Expert panel recommends children 14 and under be protected by food marketing policies

Nutrition for All Children

A panel of experts convened by Healthy Eating Research, a program of the Robert Wood Johnson Foundation, has issued recommendations for company policies on food marketing aimed at children. The experts concluded that kids 14 and younger should be covered by such policies, not just kids age 11 and younger, which is the age to which most companies’ policies apply. The expert panel says that audiences of a media program or venue be considered child-directed if children make up 25 percent of the audience or more, as opposed to the 35 percent threshold typically used by companies with food marketing policies.

The panel recommends that marketing or advertising directed at kids should be considered as such, whether or not the marketing or advertising appears in child-directed programming or venues. For example, an ad with child-oriented animation, games, characters, or other kid-targeted characteristics should be covered by company marketing policies no matter in which programs they are shown. And brands that are marketed to children should only contain products that meet nutrition criteria, the panel says. Many marketing efforts aimed at children show brief images of products that meet nutrition criteria, but place greater emphasis on the brand itself, which may be made up of mostly junk foods.

Food packaging, in-store displays, toy premiums, middle and high schools, and company-owned characters like Tony the Tiger are generally not covered by company policies on food marketing to children. The expert panel recommends that food and beverages advertised by those approaches meet nutrition criteria.

“Kids are exposed to an enormous amount of food and beverage marketing, and the overwhelming majority of products marketed promote obesity and diet-related chronic diseases,” said panel member Margo G. Wootan, director of nutrition policy at the nonprofit Center for Science in the Public Interest. “While companies have made modest declines in unhealthy food marketing to children, they have a long way to go. Children and parents need stronger protections from junk-food marketing than are in place now. We hope companies consider, and adopt, these recommendations to close the current loopholes in food marketing to children.”
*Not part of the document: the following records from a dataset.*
//! Timeline provider: bounded runs of future entries plus a reload policy.

use std::sync::Arc;
use std::time::Duration as StdDuration;

use chrono::{DateTime, Duration, Local, NaiveDate, Utc};
use salah_core::{Config, ReloadPolicyKind, TimelineConfig};

use crate::cache::GeocodeCache;
use crate::calculator::prayer_times_for;
use crate::geocode::Geocoder;
use crate::location::LocationResolver;
use crate::settings::SettingsStore;
use crate::types::{mark_next_prayer, Coordinates, Entry, Prayer, PrayerTime, Settings};

pub const LOCATION_UNAVAILABLE: &str = "Location unavailable";
pub const PRAYER_TIMES_UNAVAILABLE: &str = "Prayer times unavailable";
pub const PLACEHOLDER_LOCATION: &str = "Loading...";
pub const SNAPSHOT_LOCATION: &str = "Sample City";

/// When the host should ask for the next timeline
#[derive(Debug, Clone, Copy, PartialEq, Eq)]
pub enum ReloadPolicy {
    After(DateTime<Utc>),
    AtEnd,
}

#[derive(Debug, Clone, PartialEq)]
pub struct Timeline {
    pub entries: Vec<Entry>,
    pub policy: ReloadPolicy,
}

impl Timeline {
    /// Entry to display at `now`: the latest one not after it
    pub fn entry_at(&self, now: DateTime<Utc>) -> Option<&Entry> {
        self.entries
            .iter()
            .take_while(|e| e.date <= now)
            .last()
            .or_else(|| self.entries.first())
    }

    /// Instant after which this timeline should be regenerated
    pub fn reload_at(&self) -> Option<DateTime<Utc>> {
        match self.policy {
            ReloadPolicy::After(at) => Some(at),
            ReloadPolicy::AtEnd => self.entries.last().map(|e| e.date),
        }
    }
}

/// Spacing and span of the entries in one timeline
#[derive(Debug, Clone, Copy, PartialEq, Eq)]
pub struct TimelineSchedule {
    pub step: Duration,
    pub window: Duration,
}

impl Default for TimelineSchedule {
    fn default() -> Self {
        Self {
            step: Duration::minutes(5),
            window: Duration::minutes(30),
        }
    }
}

impl TimelineSchedule {
    pub fn hourly() -> Self {
        Self {
            step: Duration::hours(1),
            window: Duration::hours(24),
        }
    }

    /// Entry offsets from the start: `0, step, 2*step, ...` below `window`.
    /// Always at least one.
    pub fn offsets(&self) -> Vec<Duration> {
        if self.step <= Duration::zero() {
            return vec![Duration::zero()];
        }

        let mut offsets = vec![Duration::zero()];
        let mut next = self.step;
        while next < self.window {
            offsets.push(next);
            next += self.step;
        }
        offsets
    }
}

/// Reload rule before it is anchored to a generation time
#[derive(Debug, Clone, Copy, PartialEq, Eq)]
pub enum ReloadRule {
    After(Duration),
    AtEnd,
}

impl ReloadRule {
    fn anchor(self, now: DateTime<Utc>) -> ReloadPolicy {
        match self {
            ReloadRule::After(interval) => ReloadPolicy::After(now + interval),
            ReloadRule::AtEnd => ReloadPolicy::AtEnd,
        }
    }
}

impl From<&TimelineConfig> for TimelineSchedule {
    fn from(config: &TimelineConfig) -> Self {
        Self {
            step: Duration::minutes(i64::from(config.step_minutes)),
            window: Duration::minutes(i64::from(config.window_minutes)),
        }
    }
}

impl From<&TimelineConfig> for ReloadRule {
    fn from(config: &TimelineConfig) -> Self {
        match config.reload_policy {
            ReloadPolicyKind::After => {
                ReloadRule::After(Duration::minutes(i64::from(config.reload_after_minutes)))
            }
            ReloadPolicyKind::AtEnd => ReloadRule::AtEnd,
        }
    }
}
impl Config {
    /// Read `salah-times/config.toml` under the platform config dir, writing
    /// defaults on first run
    pub fn load() -> Result<Self> {
        Self::load_from(&Self::config_path()?)
    }

    pub fn load_from(config_path: &Path) -> Result<Self> {
        if !config_path.exists() {
            tracing::info!("No config at {}, writing defaults", config_path.display());
            let config = Self::default();
            config.save_to(config_path)?;
            return Ok(config);
        }

        let contents = std::fs::read_to_string(config_path)
            .with_context(|| format!("Failed to read {}", config_path.display()))?;

        let config = toml::from_str(&contents).map_err(|e| ConfigError::Parse {
            path: config_path.display().to_string(),
            message: e.to_string(),
        })?;
        Ok(config)
    }

    /// [`Config::load`] followed by [`Config::validate`]; fails on errors and
    /// logs warnings.
    pub fn load_validated() -> Result<(Self, ValidationResult)> {
        let config = Self::load()?;
        let validation = config.validate();

        if !validation.is_valid() {
            return Err(ConfigError::Invalid(validation.error_summary()).into());
        }
        for warning in &validation.warnings {
            tracing::warn!("Config warning: {}", warning);
        }

        Ok((config, validation))
    }

    pub fn validate(&self) -> ValidationResult {
        let mut result = ValidationResult::default();

        if self.storage.suite_name.trim().is_empty() {
            result.add_error("storage.suite_name", "Suite name must not be empty");
        } else if self.storage.suite_name.contains(&['/', '\\'][..]) {
            result.add_error(
                "storage.suite_name",
                "Suite name must not contain path separators",
            );
        }

        let lat = self.location.fallback_latitude;
        let lon = self.location.fallback_longitude;
        if !(-90.0..=90.0).contains(&lat) {
            result.add_error(
                "location.fallback_latitude",
                format!("Latitude out of range: {}", lat),
            );
        }
        if !(-180.0..=180.0).contains(&lon) {
            result.add_error(
                "location.fallback_longitude",
                format!("Longitude out of range: {}", lon),
            );
        }

        self.validate_url(&self.geocoding.base_url, "geocoding.base_url", &mut result);

        if self.geocoding.timeout_secs == 0 {
            result.add_error("geocoding.timeout_secs", "Timeout must be greater than 0");
        }
        if self.geocoding.rate_limit_secs == 0 {
            result.add_warning(
                "geocoding.rate_limit_secs",
                "Rate limit disabled; every cache miss hits the geocoder",
            );
        }

        if self.timeline.step_minutes == 0 {
            result.add_error("timeline.step_minutes", "Step must be greater than 0");
        } else if self.timeline.window_minutes < self.timeline.step_minutes {
            result.add_warning(
                "timeline.window_minutes",
                "Window is shorter than one step; timelines will hold a single entry",
            );
        }
        if self.timeline.window_minutes > 7 * 24 * 60 {
            result.add_warning(
                "timeline.window_minutes",
                "Timeline window is more than a week",
            );
        }
        if self.timeline.reload_policy == ReloadPolicyKind::After
            && self.timeline.reload_after_minutes == 0
        {
            result.add_error(
                "timeline.reload_after_minutes",
                "Reload interval must be greater than 0",
            );
        }
        if self.timeline.countdown_window_hours == 0 {
            result.add_error(
                "timeline.countdown_window_hours",
                "Countdown window must be greater than 0",
            );
        }

        result
    }

    /// Nominatim must be reachable over http(s) at a real host
    fn validate_url(&self, raw: &str, field: &str, result: &mut ValidationResult) {
        let url = match Url::parse(raw) {
            Ok(url) => url,
            Err(e) => {
                result.add_error(field, format!("Invalid URL: {}", e));
                return;
            }
        };
        if !matches!(url.scheme(), "http" | "https") {
            result.add_error(
                field,
                format!("URL must use http or https scheme, got: {}", url.scheme()),
            );
        }
        if url.host().is_none() {
            result.add_error(field, "URL must have a host");
        }
    }

    pub fn save(&self) -> Result<()> {
        self.save_to(&Self::config_path()?)
    }

    pub fn save_to(&self, config_path: &Path) -> Result<()> {
        if let Some(dir) = config_path.parent() {
            std::fs::create_dir_all(dir)
                .with_context(|| format!("Failed to create {}", dir.display()))?;
        }
        let contents = toml::to_string_pretty(self).context("Failed to serialize config")?;
        std::fs::write(config_path, contents)
            .with_context(|| format!("Failed to write {}", config_path.display()))
    }

    fn config_path() -> Result<PathBuf> {
        let dir = dirs::config_dir().context("No platform config directory")?;
        Ok(dir.join(APP_DIR).join(CONFIG_FILE))
    }
}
The recommendations are designed to fill gaps left by the industry’s own self-regulatory program, and by an industry-stymied federal government attempt to set stronger, but still voluntary, guidelines for industry to follow. The Interagency Working Group on Food Marketing to Children was stopped by lobbying pressure from food and media companies. The industry self-regulatory program, the Children’s Food and Beverage Advertising Initiative, has resulted in its member companies setting nutrition standards for the foods they market to children or not marketing any of their products to kids. But that program fails to cover many children vulnerable to food marketing and does not address the full range of media, venues, and marketing techniques that companies use to reach children.

Besides Wootan, the panel included David Britt former CEO of Sesame Workshop, William H. Dietz of George Washington University, Dale Kunkel of the University of Arizona, representatives of the American Academy of Pediatrics, American Cancer Society, and the American Heart Association, and others.